- [WHAT YOU NEED TO DO] Looking through the records below, please work out how many lines contain "MethodNotAllowed". Give only that number.

Collected data entries
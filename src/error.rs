use axum::http::StatusCode;
use thiserror::Error;

/// Request processing failure, carrying the human-readable message.
///
/// Each variant maps to a stable machine-readable code and an HTTP status;
/// the envelope shaping lives in the server module.
#[derive(Debug, Error)]
pub enum TaskError {
    #[error("{0}")]
    MethodNotAllowed(String),
    #[error("{0}")]
    BadRequest(String),
    #[error("{0}")]
    InvalidTaskType(String),
    #[error("{0}")]
    MissingInput(String),
    #[error("{0}")]
    InvalidCsvFormat(String),
    #[error("{0}")]
    EmptyData(String),
    #[error("{0}")]
    InvalidParameter(String),
    #[error("{0}")]
    MissingParameter(String),
    #[error("{0}")]
    ChartGenerationFailed(String),
    #[error("{0}")]
    Internal(String),
    #[error("{0}")]
    UnexpectedState(String),
}

impl TaskError {
    /// Stable machine-readable code for the failure envelope.
    pub fn code(&self) -> &'static str {
        match self {
            TaskError::MethodNotAllowed(_) => "METHOD_NOT_ALLOWED",
            TaskError::BadRequest(_) => "BAD_REQUEST",
            TaskError::InvalidTaskType(_) => "INVALID_TASK_TYPE",
            TaskError::MissingInput(_) => "MISSING_INPUT",
            TaskError::InvalidCsvFormat(_) => "INVALID_CSV_FORMAT",
            TaskError::EmptyData(_) => "EMPTY_DATA",
            TaskError::InvalidParameter(_) => "INVALID_PARAMETER",
            TaskError::MissingParameter(_) => "MISSING_PARAMETER",
            TaskError::ChartGenerationFailed(_) => "CHART_GENERATION_FAILED",
            TaskError::Internal(_) => "INTERNAL_SERVER_ERROR",
            TaskError::UnexpectedState(_) => "UNEXPECTED_STATE",
        }
    }

    pub fn status(&self) -> StatusCode {
        match self {
            TaskError::MethodNotAllowed(_) => StatusCode::METHOD_NOT_ALLOWED,
            TaskError::BadRequest(_)
            | TaskError::InvalidTaskType(_)
            | TaskError::MissingInput(_)
            | TaskError::InvalidCsvFormat(_)
            | TaskError::EmptyData(_)
            | TaskError::InvalidParameter(_)
            | TaskError::MissingParameter(_) => StatusCode::BAD_REQUEST,
            TaskError::ChartGenerationFailed(_)
            | TaskError::Internal(_)
            | TaskError::UnexpectedState(_) => StatusCode::INTERNAL_SERVER_ERROR,
        }
    }
}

- [ANSWER AREA] 3